Anna Julia Cooper taught Latin at Washington’s M Street School, becoming its principal in 1901 – CC BY-SA 3.0 (AgnosticPreachersKid)

Then to take it a step further… for the many enslaved people who embraced Christianity, faith beyond the senses and reason came into play. We see evidence of this third component in the Negro Spirituals. These songs spoke of a hope beyond earth and a faith in a power that was greater than the oppressor. So many times you will find an oppressed people whose senses, mind, and spirit were awakened; this triple threat created those like Harriet Tubman (who, although illiterate, knew the classic text of the Bible by heart), Martin Luther King (whose work in the Civil Rights Movement was grounded in classics and scripture), or Anna Julia Cooper (the great classical educator and Christian woman who was the first Black woman to bring classical education to the African American community). Matthew 4:16 says “The people dwelling in darkness have seen a great light, and for those dwelling in the region and shadow of death, on them a light has dawned.” Once the oppressed people were awakened to the light of Christ there was no stopping their fight for liberation.

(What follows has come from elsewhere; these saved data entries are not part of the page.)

use chrono::{DateTime, Duration, Utc};

use super::{
    Agreement, AgreementStatus, AssigneeRecord, Comment, Document, DocumentSource, Message,
    Priority, Project, Subtask, Task, TaskStatus,
};

fn days_ago(now: DateTime<Utc>, days: i64) -> DateTime<Utc> {
    now - Duration::days(days)
}

fn task(id: &str, title: &str, status: TaskStatus, priority: Priority, assignee: &str, created_at: DateTime<Utc>) -> Task {
    Task {
        id: id.to_string(),
        title: title.to_string(),
        description: None,
        status,
        priority,
        assignee_id: Some(assignee.to_string()),
        due_date: None,
        created_at: Some(created_at),
        subtasks: None,
        comments: None,
        assignee_history: None,
    }
}

fn project(id: &str, name: &str, description: &str, persona: &str, theme: &str, greeting: (&str, &str), tasks: Vec<Task>) -> Project {
    Project {
        description: description.to_string(),
        theme: theme.to_string(),
        chat_history: vec![Message::from_assistant(greeting.0, greeting.1)],
        tasks,
        ..Project::new(id, name, persona)
    }
}

/// Projects a fresh workspace shows on its board
pub fn sample_projects() -> Vec<Project> {
    let now = Utc::now();

    let mockup = Task {
        description: Some(
            "Create high-fidelity mockups for the new homepage using Figma. Focus on the hero section and value propositions."
                .to_string(),
        ),
        subtasks: Some(
            [("st-1", "Hero Section"), ("st-2", "Footer"), ("st-3", "Mobile View")]
                .into_iter()
                .map(|(id, title)| Subtask { id: id.to_string(), title: title.to_string(), completed: true })
                .collect(),
        ),
        comments: Some(vec![Comment {
            id: "c-1".to_string(),
            user_id: "user-1".to_string(),
            content: "Looks great! Can we adjust the primary blue?".to_string(),
            created_at: days_ago(now, 2),
        }]),
        assignee_history: Some(vec![AssigneeRecord {
            user_id: "user-2".to_string(),
            assigned_at: days_ago(now, 5),
        }]),
        ..task("t-1", "Design Homepage Mockup", TaskStatus::Done, Priority::High, "user-2", days_ago(now, 5))
    };
    let components = Task {
        due_date: Some(now + Duration::days(2)),
        subtasks: Some(Vec::new()),
        comments: Some(Vec::new()),
        ..task("t-2", "Implement React Components", TaskStatus::InProgress, Priority::High, "user-1", days_ago(now, 2))
    };
    let seo = Task {
        subtasks: Some(Vec::new()),
        comments: Some(Vec::new()),
        ..task("t-3", "SEO Audit", TaskStatus::Todo, Priority::Low, "user-3", days_ago(now, 1))
    };

    vec![
        project(
            "proj-1",
            "Website Redesign",
            "Overhaul the corporate website with new branding.",
            "agent-2",
            "rose",
            ("msg-p1", "Welcome to the Website Redesign project workspace. I am ready to help with creative direction."),
            vec![mockup, components, seo],
        ),
        project(
            "proj-2",
            "Q3 Marketing Campaign",
            "Launch the new product line marketing blitz.",
            "agent-1",
            "violet",
            ("msg-p2", "Q3 Marketing Workspace initialized. Let's plan the campaign."),
            vec![
                task("t-4", "Draft Email Copy", TaskStatus::Todo, Priority::Medium, "user-2", days_ago(now, 3)),
                task("t-5", "Social Media Assets", TaskStatus::InProgress, Priority::Medium, "user-3", days_ago(now, 4)),
            ],
        ),
        project(
            "proj-3",
            "Mobile App Beta",
            "Prepare the iOS and Android builds for beta testers.",
            "agent-3",
            "cyan",
            ("msg-p3", "Technical workspace ready. Awaiting build instructions."),
            vec![
                task("t-6", "Setup TestFlight", TaskStatus::Done, Priority::High, "user-1", now),
                task("t-7", "Fix Crash on Login", TaskStatus::Todo, Priority::High, "user-1", now),
            ],
        ),
    ]
}

pub fn sample_documents() -> Vec<Document> {
    vec![
        Document {
            id: "doc-1".to_string(),
            name: "Brand_Guidelines_2024.pdf".to_string(),
            content: "Our brand colors are #FF5733 (Orange) and #33FF57 (Green). Tone of voice should be exciting and youthful."
                .to_string(),
            source: DocumentSource::Upload,
            is_active: true,
        },
        Document {
            id: "doc-2".to_string(),
            name: "Q3_Goals.gdoc".to_string(),
            content: "Primary goal: Increase user acquisition by 20%. Secondary goal: Improve retention by 5%.".to_string(),
            source: DocumentSource::Gdrive,
            is_active: false,
        },
    ]
}

/// Agreements the team has already signed
pub fn sample_agreements() -> Vec<Agreement> {
    let now = Utc::now();
    let agreement = |id: &str, title: &str, content: &str, days: i64, signatories: &[&str]| Agreement {
        id: id.to_string(),
        title: title.to_string(),
        content: content.to_string(),
        status: AgreementStatus::Active,
        created_at: days_ago(now, days),
        signatories: signatories.iter().map(|s| s.to_string()).collect(),
    };

    vec![
        agreement(
            "agr-1",
            "Core Working Hours",
            "All team members agree to be available for synchronous communication between 10:00 AM and 3:00 PM EST. Flexible hours are permitted outside this window.",
            10,
            &["user-1", "user-2", "user-3"],
        ),
        agreement(
            "agr-2",
            "Code Review Standards",
            "All pull requests must have at least one approval from a senior engineer. No PRs to be merged on Fridays after 4 PM.",
            5,
            &["user-1", "user-3"],
        ),
    ]
}

#[cfg(test)]
mod tests {
    use super::*;

    #[test]
    fn sample_board_matches_expected_layout() {
        let projects = sample_projects();
        let ids: Vec<&str> = projects.iter().map(|p| p.id.as_str()).collect();
        assert_eq!(ids, vec!["proj-1", "proj-2", "proj-3"]);
        assert_eq!(projects.iter().map(|p| p.tasks.len()).sum::<usize>(), 7);

        let mockup = &projects[0].tasks[0];
        assert_eq!(mockup.status, TaskStatus::Done);
        assert!(mockup.subtasks.as_ref().unwrap().iter().all(|s| s.completed));
        assert!(projects[0].tasks[1].due_date.unwrap() > Utc::now());
        assert_eq!(projects[1].chat_history[0].user_id, crate::models::ASSISTANT_USER_ID);
    }

    #[test]
    fn sample_task_keeps_wire_shape() {
        let value = serde_json::to_value(&sample_projects()[0].tasks[0]).unwrap();
        assert_eq!(value["assigneeId"], "user-2");
        assert_eq!(value["assigneeHistory"][0]["userId"], "user-2");
        assert!(value.get("dueDate").is_none());
    }

    #[test]
    fn one_sample_document_is_active() {
        let active: Vec<String> = sample_documents().into_iter().filter(|d| d.is_active).map(|d| d.id).collect();
        assert_eq!(active, vec!["doc-1"]);
        assert_eq!(sample_agreements()[1].signatories, vec!["user-1", "user-3"]);
    }
}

This journey of awakening is the journey of the African American people, and classics have played a major part in that awakening. Outlining this journey also speaks to the importance of us reading classics or the works of the canon, and also reading about how classics have been received by diverse people.  Reading about how classics have inspired the African American community is one that is inspiring and enlightening about the human journey. Sharing this story with students at Howard University has been one of the most rewarding experiences I have had.

Now that the classics department may close at Howard, my heart is saddened that this narrative may be lost from the one HBCU in America that has had such a department since it was founded in 1867. To close it means that somewhere along the line the leadership lost sight of the narrative of why a college created to educate newly freed people taught the classics. It was established with a classics department because General Howard and other leaders (Black and White) recognized the “awakening” that happens when the oppressed people study classics, and they wanted Howard University to be a space where that “awakening” would continue for generations to come.